Monday, July 23, 2012

HOW TO CONFIGURE HADOOP

You can find countless posts on the same topic over the internet. And most of them are really good. But quite often, newbies face some issues even after doing everything as specified. I was no exception. In fact, many a times, my friends who are just starting their Hadoop journey, call me up and tell me that they are facing some issues even after doing everything in order. So, I thought of writing down the things which worked for me. I am not going in detail as there are many better post that outline everything pretty well. I'll just show how to configure Hadoop on a single Linux box in pseudo distributed mode.

Prerequisites :

1- Sun(Oracle) java must be installed on the machine.
2- ssh must be installed and keypair must be already generated.

NOTE : Ubuntu comes with its own java compiler (i.e OpenJDK), but Sun(Oracle) java is the preferable choice for Hadoop. You can visit this link if you need some help on how to install it.

NOTE : You can visit this link if you want to see how to setup and configure ssh on your Ubuntu box.

Versions used :

1- Linux (Ubuntu 12.04)
2- Java (Oracle java-7)
3- Hadoop (Apache hadoop-1.0.3)
4- OpenSSH_5.9p1 Debian-5ubuntu1, OpenSSL 1.0.1 14

If you have everything in place, start following the steps shown below to configure Hadoop on your machine :

1- Download the stable release of Hadoop (hadoop-1.0.3 at the time of this writing) from the repository and copy it to some convenient location. Say your home directory.

2- Now, right click the compressed file which you have downloaded just now and choose extract here. This will create the hadoop-1.0.3 folder inside your home directory. We'll call this location as  HADOOP_HOME hereafter. So, your HADOOP_HOME=/home/your_username/hadoop-1.0.3

3- Edit the /HADOOP_HOME/conf/hadoop-env.sh file to set the JAVA_HOME variable to point to appropriate jvm.
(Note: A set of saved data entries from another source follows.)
//! MySQL client invocations run inside an instance's `mysql` container.
//!
//! The root password is taken from the container's own
//! `MYSQL_ROOT_PASSWORD`, so it never appears in the argument list that
//! gets logged or echoed back in engine errors.

/// Quote `arg` for a POSIX shell.
fn shell_quote(arg: &str) -> String {
    let plain = !arg.is_empty()
        && arg
            .chars()
            .all(|c| c.is_ascii_alphanumeric() || matches!(c, '-' | '_' | '.' | '='));
    if plain {
        arg.to_string()
    } else {
        format!("'{}'", arg.replace('\'', r"'\''"))
    }
}

/// `sh -c 'exec <program> -uroot -p"$MYSQL_ROOT_PASSWORD" <args>'`.
fn as_root(program: &str, args: &[&str]) -> Vec<String> {
    let mut script = format!("exec {} -uroot -p\"$MYSQL_ROOT_PASSWORD\"", program);
    for arg in args {
        script.push(' ');
        script.push_str(&shell_quote(arg));
    }
    vec!["sh".to_string(), "-c".to_string(), script]
}

pub fn ping_command() -> Vec<String> {
    as_root("mysqladmin", &["ping", "-h", "127.0.0.1", "--silent"])
}

/// Dump one database. Binary columns are hex-encoded so the dump survives
/// any transport unchanged.
pub fn dump_command(database: &str) -> Vec<String> {
    as_root(
        "mysqldump",
        &[
            "--single-transaction",
            "--routines",
            "--triggers",
            "--hex-blob",
            database,
        ],
    )
}

/// Read a dump from stdin into `database`.
pub fn restore_command(database: &str) -> Vec<String> {
    as_root("mysql", &[database])
}
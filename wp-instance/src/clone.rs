//! Clone strategies: how a target instance's payload relates to its source.
//!
//! Ports, networks and credentials always come from a fresh `create`; only
//! the WordPress tree and (for full copies) the database are carried over.

use std::fmt;
use std::path::Path;
use std::str::FromStr;

use tracing::info;
use wp_core::error::{Result, WpError};
use wp_core::file_system::{copy_dir_all, remove_path, replace_with_symlink};

#[derive(Debug, Clone, Copy, PartialEq, Eq, Default)]
pub enum CloneStrategy {
    /// Target references the source's WordPress files; the source owns them.
    SharedReference,
    /// Deep copy of files plus a dump/restore of the database.
    #[default]
    FullCopy,
    /// Deep copy of files; the target keeps its fresh, empty database.
    FilesOnlyCopy,
}

impl CloneStrategy {
    pub const ALL: [CloneStrategy; 3] = [
        CloneStrategy::SharedReference,
        CloneStrategy::FullCopy,
        CloneStrategy::FilesOnlyCopy,
    ];

    pub fn as_str(&self) -> &'static str {
        match self {
            CloneStrategy::SharedReference => "shared-reference",
            CloneStrategy::FullCopy => "full-copy",
            CloneStrategy::FilesOnlyCopy => "files-only-copy",
        }
    }

    pub fn copies_database(&self) -> bool {
        matches!(self, CloneStrategy::FullCopy)
    }
}

impl fmt::Display for CloneStrategy {
    fn fmt(&self, f: &mut fmt::Formatter<'_>) -> fmt::Result {
        f.write_str(self.as_str())
    }
}

impl FromStr for CloneStrategy {
    type Err = WpError;

    fn from_str(s: &str) -> Result<Self> {
        match s.trim().to_ascii_lowercase().as_str() {
            "shared-reference" | "shared" | "reference" => Ok(CloneStrategy::SharedReference),
            "full-copy" | "full" | "copy" => Ok(CloneStrategy::FullCopy),
            "files-only-copy" | "files-only" | "files" => Ok(CloneStrategy::FilesOnlyCopy),
            other => Err(WpError::Validation(format!(
                "Unknown clone strategy '{}': expected shared-reference, full-copy or files-only-copy",
                other
            ))),
        }
    }
}

/// Apply the file half of `strategy`, replacing whatever is at `target`.
///
/// A source tree that is itself a shared reference is resolved first, so a
/// reference always points at real files.
pub fn apply_files(strategy: CloneStrategy, source: &Path, target: &Path) -> Result<()> {
    let backing = source.canonicalize().map_err(|e| {
        WpError::NotFound(format!("Source WordPress files {:?} are unavailable: {}", source, e))
    })?;

    match strategy {
        CloneStrategy::SharedReference => {
            replace_with_symlink(target, &backing)?;
            info!("Linked {:?} -> {:?}", target, backing);
        }
        CloneStrategy::FullCopy | CloneStrategy::FilesOnlyCopy => {
            remove_path(target)?;
            let copied = copy_dir_all(&backing, target)?;
            info!("Copied {} files from {:?} to {:?}", copied, backing, target);
        }
    }
    Ok(())
}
    export JAVA_HOME=/usr/lib/jvm/java-7-oracle

NOTE : Before moving further, create a directory, hdfs for instance, with sub directories viz. name, data and tmp. We'll use these directories as the values of properties in the configuration files.
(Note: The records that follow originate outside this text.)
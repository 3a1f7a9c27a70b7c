//! `{placeholder}` substitution for message templates.

/// Fills `{key}` placeholders in a template in a single pass, so a value
/// that itself contains braces (a path, a generated password) is never
/// expanded again.
#[derive(Debug, Clone)]
pub struct MessageBuilder {
    template: &'static str,
    vars: Vec<(&'static str, String)>,
}

impl MessageBuilder {
    pub fn new(template: &'static str) -> Self {
        Self {
            template,
            vars: Vec::new(),
        }
    }

    /// Bind `key`; a later binding of the same key wins.
    pub fn var(mut self, key: &'static str, value: impl Into<String>) -> Self {
        let value = value.into();
        match self.vars.iter_mut().find(|(k, _)| *k == key) {
            Some(slot) => slot.1 = value,
            None => self.vars.push((key, value)),
        }
        self
    }

    fn lookup(&self, key: &str) -> Option<&str> {
        self.vars
            .iter()
            .find(|(k, _)| *k == key)
            .map(|(_, v)| v.as_str())
    }

    pub fn build(self) -> String {
        let mut out = String::with_capacity(self.template.len());
        let mut rest = self.template;

        while let Some(open) = rest.find('{') {
            out.push_str(&rest[..open]);
            let after = &rest[open + 1..];
            match after.find('}') {
                Some(close) => {
                    let key = &after[..close];
                    match self.lookup(key) {
                        Some(value) => out.push_str(value),
                        // Unbound placeholders are left as written.
                        None => {
                            out.push('{');
                            out.push_str(key);
                            out.push('}');
                        }
                    }
                    rest = &after[close + 1..];
                }
                None => {
                    out.push_str(&rest[open..]);
                    rest = "";
                }
            }
        }
        out.push_str(rest);
        out
    }
}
NOTE : Change the permissions of the directories created in the previous step to 755. Too open or too close permissions may result in abnormal behavior. Use the following command to do that :

cluster@ubuntu:~$ sudo chmod -R 755 /home/cluster/hdfs/


4- Now, we'll start with the actual configuration process. Hadoop is configured using a set of configuration files present inside the HADOOP_HOME/conf directory. These are xml files having a set of properties in form of key-value pairs. We'll modify the following 3 files for our setup :

    I- HADOOP_HOME/conf/core-site.xml : Add the following lines between the <configuration></configuration> tag -

    <property>
            <name>fs.default.name</name>
            <value>hdfs://localhost:9000</value>
     </property>
     <property>
             <name>hadoop.tmp.dir</name>
             <value>/home/your_username/hdfs/tmp</value>
     </property>

     fs.default.name : This is the URI (protocol specifier, hostname, and port) that describes the NameNode for  the cluster. Each node in the system on which Hadoop is expected to operate needs to know the address of the NameNode.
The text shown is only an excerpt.